* Entries provided *
+--
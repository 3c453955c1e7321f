//! Lazy region search.

use std::iter::FusedIterator;

use smallvec::SmallVec;

use super::region::{Coverage, Region};
use crate::mesh::Mesh;
use crate::node::NodeId;

/// Depth-first search for nodes overlapping a region.
///
/// Yields, root-major and children `0..4` in order:
/// - a node fully `Inside`, without descending into it;
/// - a `Partial` leaf;
/// - nothing for an `Outside` leaf.
///
/// Split nodes that are `Partial` or `Outside` are descended into; the
/// latter because corner-only coverage can miss caps that fit inside a
/// triangle.
///
/// Borrows the mesh for its whole life, so the mesh cannot change under a
/// running search, and dropping it early leaves nothing pending.
pub struct Intersections<'a, R> {
  mesh: &'a Mesh,
  region: R,
  stack: SmallVec<[NodeId; 64]>,
}

impl<'a, R: Region> Intersections<'a, R> {
  pub(crate) fn new(mesh: &'a Mesh, region: R) -> Self {
    Self {
      mesh,
      region,
      stack: mesh.roots().rev().collect(),
    }
  }
}

impl<R: Region> Iterator for Intersections<'_, R> {
  type Item = NodeId;

  fn next(&mut self) -> Option<NodeId> {
    while let Some(id) = self.stack.pop() {
      let Some(node) = self.mesh.node(id) else {
        continue;
      };
      let Some(triangle) = self.mesh.triangle(id) else {
        continue;
      };
      match (self.region.coverage(&triangle), node.children) {
        (Coverage::Inside, _) | (Coverage::Partial, None) => return Some(id),
        (Coverage::Partial | Coverage::Outside, Some(children)) => {
          self.stack.extend(children.into_iter().rev());
        }
        (Coverage::Outside, None) => {}
      }
    }
    None
  }
}

impl<R: Region> FusedIterator for Intersections<'_, R> {}

impl Mesh {
  /// Nodes overlapping `region`, see [`Intersections`].
  ///
  /// Pass a reference to reuse a region across searches.
  pub fn intersections<R: Region>(&self, region: R) -> Intersections<'_, R> {
    Intersections::new(self, region)
  }
}

#[cfg(test)]
#[path = "intersections_test.rs"]
mod intersections_test;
+--
* Work task *
Please give again only the lines from the start of the material through the line holding "region across searches.", exactly as they are written.

* Response to this exercise *
repository 3c453955c1e7321f
//! Lazy region search.

use std::iter::FusedIterator;

use smallvec::SmallVec;

use super::region::{Coverage, Region};
use crate::mesh::Mesh;
use crate::node::NodeId;

/// Depth-first search for nodes overlapping a region.
///
/// Yields, root-major and children `0..4` in order:
/// - a node fully `Inside`, without descending into it;
/// - a `Partial` leaf;
/// - nothing for an `Outside` leaf.
///
/// Split nodes that are `Partial` or `Outside` are descended into; the
/// latter because corner-only coverage can miss caps that fit inside a
/// triangle.
///
/// Borrows the mesh for its whole life, so the mesh cannot change under a
/// running search, and dropping it early leaves nothing pending.
pub struct Intersections<'a, R> {
  mesh: &'a Mesh,
  region: R,
  stack: SmallVec<[NodeId; 64]>,
}

impl<'a, R: Region> Intersections<'a, R> {
  pub(crate) fn new(mesh: &'a Mesh, region: R) -> Self {
    Self {
      mesh,
      region,
      stack: mesh.roots().rev().collect(),
    }
  }
}

impl<R: Region> Iterator for Intersections<'_, R> {
  type Item = NodeId;

  fn next(&mut self) -> Option<NodeId> {
    while let Some(id) = self.stack.pop() {
      let Some(node) = self.mesh.node(id) else {
        continue;
      };
      let Some(triangle) = self.mesh.triangle(id) else {
        continue;
      };
      match (self.region.coverage(&triangle), node.children) {
        (Coverage::Inside, _) | (Coverage::Partial, None) => return Some(id),
        (Coverage::Partial | Coverage::Outside, Some(children)) => {
          self.stack.extend(children.into_iter().rev());
        }
        (Coverage::Outside, None) => {}
      }
    }
    None
  }
}

impl<R: Region> FusedIterator for Intersections<'_, R> {}

impl Mesh {
  /// Nodes overlapping `region`, see [`Intersections`].
  ///
  /// Pass a reference to reuse a region across searches.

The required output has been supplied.